Estamos inmersos en tiempos revolucionarios igualmente espeluznantes, tras la tormenta perfecta de los disturbios de 2020, los cierres destructivos de COVID y la toma del poder del antiguo Partido Demócrata por parte de los socialistas radicales. Décadas de exitosos y legítimos esfuerzos para garantizar la igualdad de oportunidades, una red de protección para los pobres y el aumento de las libertades civiles se han transmutado en una agenda de “equidad”, o igualdad de resultados impuesta por el Estado, ¡o de lo contrario!
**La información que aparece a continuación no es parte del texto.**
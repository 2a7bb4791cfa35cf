//! Simple Moving Average (SMA) indicator.

use crate::error::Result;
use crate::services::indicators::{ensure_periods, Indicator};
use crate::services::rolling;
use crate::types::{Bar, IndicatorCategory, IndicatorOutput};

/// SMA (Simple Moving Average) of closes.
///
/// Emits `sma_{period}` once `period` bars are available.
pub struct Sma {
    period: usize,
    id: String,
    name: String,
}

impl Sma {
    pub fn new(period: usize) -> Self {
        Self {
            period,
            id: format!("sma_{}", period),
            name: format!("SMA ({})", period),
        }
    }
}

impl Indicator for Sma {
    fn id(&self) -> &str {
        &self.id
    }

    fn name(&self) -> &str {
        &self.name
    }

    fn category(&self) -> IndicatorCategory {
        IndicatorCategory::Trend
    }

    fn min_periods(&self) -> usize {
        self.period
    }

    fn calculate(&self, bars: &[Bar]) -> Result<IndicatorOutput> {
        ensure_periods(bars, self.min_periods())?;

        let series = rolling::sma(&rolling::closes(bars), self.period);
        let key = match self.period {
            20 => "sma_20",
            50 => "sma_50",
            200 => "sma_200",
            _ => "sma",
        };

        Ok(IndicatorOutput::new()
            .value(key, rolling::last(&series))
            .series(key, series))
    }
}
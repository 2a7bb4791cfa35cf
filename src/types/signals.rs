use serde::{Deserialize, Serialize};

/// Direction of a trading signal.
#[derive(Debug, Clone, Copy, PartialEq, Eq, Hash, Serialize, Deserialize)]
#[serde(rename_all = "SCREAMING_SNAKE_CASE")]
pub enum SignalType {
    Buy,
    Sell,
    Hold,
}

impl SignalType {
    pub fn as_str(&self) -> &'static str {
        match self {
            SignalType::Buy => "BUY",
            SignalType::Sell => "SELL",
            SignalType::Hold => "HOLD",
        }
    }

    /// Parse from string (case-insensitive).
    pub fn parse(s: &str) -> Option<Self> {
        match s.to_uppercase().as_str() {
            "BUY" => Some(SignalType::Buy),
            "SELL" => Some(SignalType::Sell),
            "HOLD" => Some(SignalType::Hold),
            _ => None,
        }
    }

    /// +1 for buy, -1 for sell, 0 for hold.
    pub fn polarity(&self) -> f64 {
        match self {
            SignalType::Buy => 1.0,
            SignalType::Sell => -1.0,
            SignalType::Hold => 0.0,
        }
    }
}

/// Strength of a trading signal.
#[derive(Debug, Clone, Copy, PartialEq, Eq, Hash, PartialOrd, Ord, Serialize, Deserialize)]
#[serde(rename_all = "SCREAMING_SNAKE_CASE")]
pub enum SignalStrength {
    Weak,
    Medium,
    Strong,
    VeryStrong,
}

impl SignalStrength {
    pub fn as_str(&self) -> &'static str {
        match self {
            SignalStrength::Weak => "WEAK",
            SignalStrength::Medium => "MEDIUM",
            SignalStrength::Strong => "STRONG",
            SignalStrength::VeryStrong => "VERY_STRONG",
        }
    }

    pub fn parse(s: &str) -> Option<Self> {
        match s.to_uppercase().as_str() {
            "WEAK" => Some(SignalStrength::Weak),
            "MEDIUM" => Some(SignalStrength::Medium),
            "STRONG" => Some(SignalStrength::Strong),
            "VERY_STRONG" => Some(SignalStrength::VeryStrong),
            _ => None,
        }
    }
}

/// Horizon a signal applies to.
#[derive(Debug, Clone, Copy, PartialEq, Eq, Hash, Serialize, Deserialize)]
#[serde(rename_all = "snake_case")]
pub enum Timeframe {
    Short,
    Medium,
    Long,
}

impl Timeframe {
    /// Get display name.
    pub fn name(&self) -> &'static str {
        match self {
            Timeframe::Short => "Short-term",
            Timeframe::Medium => "Medium-term",
            Timeframe::Long => "Long-term",
        }
    }
}

/// A single rule-triggered trading signal.
#[derive(Debug, Clone, PartialEq, Serialize, Deserialize)]
#[serde(rename_all = "camelCase")]
pub struct Signal {
    pub signal_type: SignalType,
    pub strength: SignalStrength,
    /// Source indicator name.
    pub indicator: String,
    pub reason: String,
    pub timeframe: Timeframe,
}

impl Signal {
    pub fn new(
        signal_type: SignalType,
        strength: SignalStrength,
        indicator: &str,
        reason: impl Into<String>,
        timeframe: Timeframe,
    ) -> Self {
        Self {
            signal_type,
            strength,
            indicator: indicator.to_string(),
            reason: reason.into(),
            timeframe,
        }
    }

    pub fn buy(strength: SignalStrength, indicator: &str, reason: impl Into<String>, timeframe: Timeframe) -> Self {
        Self::new(SignalType::Buy, strength, indicator, reason, timeframe)
    }

    pub fn sell(strength: SignalStrength, indicator: &str, reason: impl Into<String>, timeframe: Timeframe) -> Self {
        Self::new(SignalType::Sell, strength, indicator, reason, timeframe)
    }

    pub fn hold(strength: SignalStrength, indicator: &str, reason: impl Into<String>, timeframe: Timeframe) -> Self {
        Self::new(SignalType::Hold, strength, indicator, reason, timeframe)
    }
}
“Diversidad” es hoy una palabra orwelliana para designar el esencialismo racial en su grado más absoluto. El racismo de Jim Crow no se eliminó definitivamente. Ahora resurge como segregación woke o “buena”. Instalaciones y eventos racialmente separados son una aparente “justicia reparadora”. Los activistas negros piden US$ 800 mil millones en reparaciones a San Francisco, una ciudad que se desmorona mientras hablamos. El viejo tribalismo precivilizacional y la monotonía de pensamiento son ahora considerados “diversos”. “Inclusión” significa sustituir una jerarquía racial de los años cincuenta por otra más nueva de los años veinte. Los izquierdistas “despiertos” demuestran ser “inclusivos” excluyendo como “odiadores” y “negacionistas” a cualquiera que no esté de acuerdo y no pueda ser refutado fácilmente. En el momento cumbre del woke, nuestro reino del terror comienza a perder impulso porque su continuación erosionaría todo el trabajo de 247 años de progreso y sacrificio estadounidenses.